BEGIN

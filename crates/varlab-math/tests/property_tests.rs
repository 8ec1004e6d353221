//! Property-based tests for the statistical primitives.
//!
//! - Percentiles are monotone in the requested percentile
//! - Percentiles stay within the data range
//! - Correlation is symmetric with a unit diagonal
//! - Φ and Φ⁻¹ are inverses

use proptest::prelude::*;
use varlab_math::prelude::*;

fn finite_series(min_len: usize) -> impl Strategy<Value = Vec<f64>> {
    prop::collection::vec(-1_000.0..1_000.0f64, min_len..200)
}

proptest! {
    #[test]
    fn percentile_is_monotone(data in finite_series(1), p1 in 0.0..100.0f64, p2 in 0.0..100.0f64) {
        let (lo, hi) = if p1 <= p2 { (p1, p2) } else { (p2, p1) };
        let a = percentile(&data, lo).unwrap();
        let b = percentile(&data, hi).unwrap();
        prop_assert!(a <= b);
    }

    #[test]
    fn percentile_within_range(data in finite_series(1), p in 0.0..=100.0f64) {
        let v = percentile(&data, p).unwrap();
        prop_assert!(v >= min(&data).unwrap());
        prop_assert!(v <= max(&data).unwrap());
    }

    #[test]
    fn correlation_is_symmetric(
        pairs in prop::collection::vec((-1.0..1.0f64, -1.0..1.0f64), 3..100)
    ) {
        let a: Vec<f64> = pairs.iter().map(|p| p.0).collect();
        let b: Vec<f64> = pairs.iter().map(|p| p.1).collect();
        if let (Ok(ab), Ok(ba)) = (pearson(&a, &b), pearson(&b, &a)) {
            prop_assert_eq!(ab, ba);
            prop_assert!((-1.0..=1.0).contains(&ab));

            let r = CorrelationMatrix::from_series(&[a.as_slice(), b.as_slice()]).unwrap();
            prop_assert_eq!(r.get(0, 0), 1.0);
            prop_assert_eq!(r.get(1, 1), 1.0);
            prop_assert_eq!(r.get(0, 1), r.get(1, 0));
        }
    }

    #[test]
    fn self_correlation_is_one(data in finite_series(2)) {
        if let Ok(r) = pearson(&data, &data) {
            prop_assert_eq!(r, 1.0);
        }
    }

    #[test]
    fn inverse_cdf_round_trip(p in 1e-6..(1.0 - 1e-6)) {
        let x = StandardNormal.inverse_cdf(p);
        prop_assert!((StandardNormal.cdf(x) - p).abs() < 1e-10);
    }

    #[test]
    fn histogram_counts_everything(data in finite_series(1), buckets in 1usize..50) {
        let hist = Histogram::new(&data, buckets).unwrap();
        let counted: usize = hist.buckets().iter().map(|b| b.count).sum();
        prop_assert_eq!(counted, data.len());
        prop_assert_eq!(hist.bucket_count(), buckets);
    }
}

END

Task to complete — Take each line of the material that contains the word "unwrap" and list it.

Answer —
        let a = percentile(&data, lo).unwrap();
        let b = percentile(&data, hi).unwrap();
        let v = percentile(&data, p).unwrap();
        prop_assert!(v >= min(&data).unwrap());
        prop_assert!(v <= max(&data).unwrap());
            let r = CorrelationMatrix::from_series(&[a.as_slice(), b.as_slice()]).unwrap();
        let hist = Histogram::new(&data, buckets).unwrap();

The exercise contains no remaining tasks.